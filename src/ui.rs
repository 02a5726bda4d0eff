use crate::app::App;
use ratatui::{
    buffer::Buffer,
    layout::{Alignment, Constraint, Direction, Layout, Rect},
    style::{Color, Modifier, Style},
    text::{Line, Span},
    widgets::{Block, Borders, Clear, Paragraph, Widget, Wrap},
    Frame,
};
use spawnmap::braille::BrailleCanvas;
use spawnmap::legend::Legend;
use spawnmap::map::{self, MapLayers};
use spawnmap::sizing::Rgb;
use spawnmap::summary::Summary;

/// Render the UI
pub fn render(frame: &mut Frame, app: &App) {
    let area = frame.area();

    // Split into map area and status bar
    let chunks = Layout::default()
        .direction(Direction::Vertical)
        .constraints([
            Constraint::Min(3),    // Map
            Constraint::Length(1), // Status bar
        ])
        .split(area);

    render_map(frame, app, chunks[0]);
    render_status_bar(frame, app, chunks[1]);
}

fn rgb(color: Rgb) -> Color {
    Color::Rgb(color.0, color.1, color.2)
}

fn render_map(frame: &mut Frame, app: &App, area: Rect) {
    // Create a block with border
    let block = Block::default()
        .borders(Borders::ALL)
        .border_style(Style::default().fg(Color::DarkGray))
        .title(Span::styled(
            format!(" {} · {} ", app.domain.title(), app.mode),
            Style::default()
                .fg(Color::Cyan)
                .add_modifier(Modifier::BOLD),
        ));

    let inner = block.inner(area);
    frame.render_widget(block, area);

    let Some(container) = app.container() else {
        return;
    };

    if let Some(state) = container.state() {
        let layers = map::render(
            state,
            inner.width as usize,
            inner.height as usize,
            &app.orchestrator.config().sizing,
        );

        // Get mouse cursor position for marker
        let cursor_pos = app.mouse_pixel_pos().and_then(|(px, py)| {
            // Convert braille pixels to character position
            let cx = (px / 2) as u16;
            let cy = (py / 4) as u16;
            if cx < inner.width && cy < inner.height {
                Some((cx, cy))
            } else {
                None
            }
        });

        frame.render_widget(MapWidget { layers, cursor_pos }, inner);

        if let Some(legend) = state.legend() {
            render_legend(frame, legend, inner);
        }
        if let (Some(summary), Some((col, row))) = (app.hovered_summary(), app.mouse_pos) {
            render_tooltip(frame, summary, col, row, inner);
        }
    }

    if let Some(notice) = container.notice() {
        let text = Paragraph::new(notice.message())
            .alignment(Alignment::Center)
            .style(Style::default().fg(Color::Yellow).add_modifier(Modifier::BOLD));
        let y = inner.y + inner.height / 2;
        frame.render_widget(text, Rect::new(inner.x, y, inner.width, 1.min(inner.height)));
    }
}

/// Custom widget that renders the braille layers with text labels overlaid
struct MapWidget {
    layers: MapLayers,
    cursor_pos: Option<(u16, u16)>,
}

impl MapWidget {
    /// Render a braille canvas layer, using per-cell tints where present
    fn render_layer(&self, canvas: &BrailleCanvas, color: Color, area: Rect, buf: &mut Buffer) {
        for (row_idx, row_str) in canvas.rows().enumerate() {
            if row_idx >= area.height as usize {
                break;
            }
            let y = area.y + row_idx as u16;

            for (col_idx, ch) in row_str.chars().enumerate() {
                if col_idx >= area.width as usize {
                    break;
                }
                // Skip empty braille characters (U+2800)
                if ch == '\u{2800}' {
                    continue;
                }
                let x = area.x + col_idx as u16;
                let fg = canvas.tint(col_idx, row_idx).map(rgb).unwrap_or(color);
                buf[(x, y)].set_char(ch).set_fg(fg);
            }
        }
    }
}

impl Widget for MapWidget {
    fn render(self, area: Rect, buf: &mut Buffer) {
        // Graticule at the back, overlays on top
        self.render_layer(&self.layers.base, Color::DarkGray, area, buf);
        self.render_layer(&self.layers.overlay, Color::White, area, buf);

        for label in &self.layers.labels {
            if label.y >= area.height || label.x >= area.width {
                continue;
            }
            let x = area.x + label.x;
            let y = area.y + label.y;
            let max_len = (area.width - label.x) as usize;
            let style = Style::default().fg(rgb(label.color)).add_modifier(Modifier::BOLD);
            for (i, ch) in label.text.chars().take(max_len).enumerate() {
                buf[(x + i as u16, y)].set_char(ch).set_style(style);
            }
        }

        // Render cursor marker
        if let Some((cx, cy)) = self.cursor_pos {
            let x = area.x + cx;
            let y = area.y + cy;
            if x < area.x + area.width && y < area.y + area.height {
                buf[(x, y)].set_char('╋').set_fg(Color::Red);
            }
        }
    }
}

/// Title, gradient bar and min/max labels in the bottom-right corner
fn render_legend(frame: &mut Frame, legend: &Legend, area: Rect) {
    const WIDTH: u16 = 24;
    const HEIGHT: u16 = 4;
    if area.width < WIDTH || area.height < HEIGHT {
        return;
    }
    let rect = Rect::new(
        area.x + area.width - WIDTH,
        area.y + area.height - HEIGHT,
        WIDTH,
        HEIGHT,
    );

    let bar_len = (WIDTH - 2) as usize;
    let bar: Vec<Span> = legend
        .gradient(bar_len)
        .into_iter()
        .map(|c| Span::styled("█", Style::default().fg(rgb(c))))
        .collect();
    let gap = bar_len.saturating_sub(legend.min_label.chars().count() + legend.max_label.chars().count());
    let labels = Line::from(format!("{}{}{}", legend.min_label, " ".repeat(gap), legend.max_label));

    let block = Block::default()
        .borders(Borders::ALL)
        .border_style(Style::default().fg(Color::DarkGray))
        .title(Span::styled(format!(" {} ", legend.title), Style::default().fg(Color::White)));
    frame.render_widget(Clear, rect);
    frame.render_widget(Paragraph::new(vec![Line::from(bar), labels]).block(block), rect);
}

/// Summary popup next to the mouse, kept inside the map area
fn render_tooltip(frame: &mut Frame, summary: &Summary, col: u16, row: u16, area: Rect) {
    let lines = summary.to_lines();
    let width = lines
        .iter()
        .map(|l| l.chars().count() as u16)
        .max()
        .unwrap_or(0)
        .saturating_add(2)
        .min(area.width);
    let height = (lines.len() as u16).saturating_add(2).min(area.height);
    if width < 3 || height < 3 {
        return;
    }

    let x = col.saturating_add(2).min(area.x + area.width - width).max(area.x);
    let y = row.saturating_add(1).min(area.y + area.height - height).max(area.y);
    let rect = Rect::new(x, y, width, height);

    let text: Vec<Line> = lines
        .into_iter()
        .enumerate()
        .map(|(i, l)| {
            if i == 0 {
                Line::from(Span::styled(l, Style::default().add_modifier(Modifier::BOLD)))
            } else {
                Line::from(l)
            }
        })
        .collect();

    let block = Block::default()
        .borders(Borders::ALL)
        .border_style(Style::default().fg(Color::Cyan));
    frame.render_widget(Clear, rect);
    frame.render_widget(Paragraph::new(text).wrap(Wrap { trim: true }).block(block), rect);
}

fn render_status_bar(frame: &mut Frame, app: &App, area: Rect) {
    let mut spans = vec![
        Span::styled(" Zoom: ", Style::default().fg(Color::DarkGray)),
        Span::styled(app.zoom_level(), Style::default().fg(Color::Yellow)),
        Span::styled(" | ", Style::default().fg(Color::DarkGray)),
        Span::styled(app.center_coords(), Style::default().fg(Color::Cyan)),
        Span::styled(" | blocked: ", Style::default().fg(Color::DarkGray)),
        Span::styled(app.blocklist.len().to_string(), Style::default().fg(Color::Magenta)),
    ];
    if let Some(message) = &app.message {
        spans.push(Span::styled(" | ", Style::default().fg(Color::DarkGray)));
        spans.push(Span::styled(message.clone(), Style::default().fg(Color::Green)));
    }
    spans.push(Span::styled(
        " | hjkl:pan +/-:zoom m/d/g:mode x:block u:unblock r:refit q:quit",
        Style::default().fg(Color::DarkGray),
    ));

    frame.render_widget(Paragraph::new(Line::from(spans)), area);
}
★ ★ ★ ★
Task instructions:
Gather up every line from the listing above in which the word "BOLD" occurs.

Reply:
                .add_modifier(Modifier::BOLD),
            .style(Style::default().fg(Color::Yellow).add_modifier(Modifier::BOLD));
            let style = Style::default().fg(rgb(label.color)).add_modifier(Modifier::BOLD);
                Line::from(Span::styled(l, Style::default().add_modifier(Modifier::BOLD)))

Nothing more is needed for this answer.